Parece realmente agradecido.

– ¿Por qué no hablas con ella?

– Lo he intentado pero no encuentro las palabras y siempre que estoy a punto de lanzarme, me corto y hablo sólo de trabajo.

– ¿De qué tienes miedo?

– De que me diga que no siente lo mismo por mí.

Me sorprende esa respuesta formulada sin pensar. Las pocas veces que le he visto, siempre ha dado la impresión de controlar la situación y de demostrar una gran seguridad en si mismo. Ahora, está claro que ya no es así.

– Bueno, pero si no le hablas claramente, estarás siempre en el mismo punto. No vas a hacer evolucionar las cosas, ni para delante ni para atrás.

– Tienes razón, y por eso quería hablar contigo. Sabía que tu opinión me iba a ser de gran ayuda.

Me halaga de alguna forma que recurra a mí. A todas las mujeres nos gusta. Pero no acabo de entender todavía de dónde sale esta confianza hacia mí.

– Bueno, ¿te molesta si vamos a cenar algo? Tengo hambre y, ya que estamos hablando, ¿por qué no hacerlo alrededor de una buena mesa? Conozco un restaurante no muy lejos de aquí donde se come un marisco fresquísimo.

Su invitación podría ser la de un amigo, así que, una vez más, acepto su propuesta. Lo que en realidad pretende Jaime es hacerme bajar la guardia, intentando una relación amistosa, ya que cada vez que nos hemos visto en su empresa, yo he sido muy distante.

Paga las dos copas y nos vamos andando hasta el restaurante, que se encuentra a unos quinientos metros del Maremágnum, en dirección a la Villa Olímpica. El propietario del local, que parece conocerle, le saluda calurosamente y nos encuentra rápidamente una mesa, a pesar de lo repleto que está el sitio. Nos ofrece un aperitivo, y Jaime me pide permiso para pedir una mariscada.

– Una mariscada para dos, para levantar los ánimos, ¿te apetece?

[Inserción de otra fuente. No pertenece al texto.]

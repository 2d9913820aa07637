// src/state.rs

use axum::extract::FromRef;
use sqlx::PgPool;

use crate::config::Config;

/// State shared by every handler. Handlers pull the part they need through
/// `State<PgPool>` or `State<Config>`.
#[derive(Clone)]
pub struct AppState {
    pub pool: PgPool,
    pub config: Config,
}

impl AppState {
    pub fn new(pool: PgPool, config: Config) -> Self {
        Self { pool, config }
    }
}

impl FromRef<AppState> for PgPool {
    fn from_ref(state: &AppState) -> Self {
        state.pool.clone()
    }
}

impl FromRef<AppState> for Config {
    fn from_ref(state: &AppState) -> Self {
        state.config.clone()
    }
}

Me encanta el marisco y me parece una óptima idea. Tenemos aparentemente los mismos gustos. Pide una botella de champán del mejorcito y se pone a brindar por la amistad. En realidad, parece estar cortejándome, y lo hace intentando impresionarme. Nos ponemos a hablar de trivialidades, hasta que empieza a hacerme más preguntas personales.

– ¿Realmente te molestó que te preguntara el otro día si tenías

novio?

– Me chocó un poco -soy muy sincera-. Que esté casada o no, lo puedo entender. Pero que tenga novio, ¿qué más da?

– Para mí era muy importante saberlo.

– Ya lo sé. Me explicaste que querías que la persona que contratases estuviera libre. Si ésos son tus requisitos, dudo que la encuentres.

– No, la verdad es que no fue por eso.

Bajo el tenedor antes de que llegue a mi boca.

– ¿Cómo que no? ¿Y por qué fue entonces?

– Fue para ver si podía salir contigo esta noche -contesta, mientras sigue comiendo-. Si me hubieses dicho que tenías novio, habría buscado otra estrategia.

– ¿Cómo?

No puedo reaccionar. Esta revelación me ha dejado sin poder articular palabra.

– Pues sí. Si hubieses tenido novio, habría ido a por ti hasta las últimas consecuencias.

Hemos bebido bastante y achaco su comentario al alcohol. Los nervios empiezan a traicionarme y me pongo a reír de inmediato.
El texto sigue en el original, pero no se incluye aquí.